• **What to work on**: Nothing but the lines from the one containing "else if request.new_text().contains(request.old())" through the end of the entries should be set down, each exactly as written.

*** Data for processing ***

//! Request validation.
//!
//! Hard errors ([`ValidationError`]) stop a run before any database
//! connection is opened. Warnings ([`SubstitutionWarning`]) describe
//! requests that are legal but probably not what the operator intended.
//!
//! # Examples
//!
//! ```
//! use path_rewrite_core::*;
//!
//! let request = RewriteRequest::new("/archive-media/", "/media/", RunMode::DryRun).unwrap();
//! assert!(substitution_warnings(&request).is_empty());
//!
//! // Replacement contains the search text: a second run would match again.
//! let request = RewriteRequest::new("media", "/mnt/media", RunMode::DryRun).unwrap();
//! assert_eq!(
//!     substitution_warnings(&request),
//!     vec![SubstitutionWarning::ReplacementContainsNeedle]
//! );
//! ```

use thiserror::Error;

use crate::RewriteRequest;

/// Request/configuration validation errors.
#[derive(Debug, Clone, PartialEq, Eq, Error)]
pub enum ValidationError {
    /// The text to search for is empty.
    #[error("the text to replace cannot be empty")]
    EmptyNeedle,
    /// The column allow-list has no entries.
    #[error("column allow-list cannot be empty")]
    EmptyAllowList,
    /// A column allow-list entry is empty or whitespace-only.
    #[error("column names in the allow-list cannot be empty")]
    EmptyColumnName,
}

/// Legal but suspicious substitutions.
#[derive(Debug, Clone, Copy, PartialEq, Eq, Error)]
pub enum SubstitutionWarning {
    /// `old` and `new` are identical; matching rows would be rewritten to themselves.
    #[error("old and new text are identical; the run will not change any values")]
    IdenticalText,
    /// `new` contains `old`, so repeating the run would match the rewritten rows again.
    #[error("the replacement contains the text being replaced; running again will rewrite the same rows")]
    ReplacementContainsNeedle,
}

/// Returns warnings for a validated request.
pub fn substitution_warnings(request: &RewriteRequest) -> Vec<SubstitutionWarning> {
    let mut warnings = Vec::new();
    if request.old() == request.new_text() {
        warnings.push(SubstitutionWarning::IdenticalText);
    } else if request.new_text().contains(request.old()) {
        warnings.push(SubstitutionWarning::ReplacementContainsNeedle);
    }
    warnings
}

*** End of Data for processing ***

• **Your solution**:
    } else if request.new_text().contains(request.old()) {
        warnings.push(SubstitutionWarning::ReplacementContainsNeedle);
    }
    warnings
}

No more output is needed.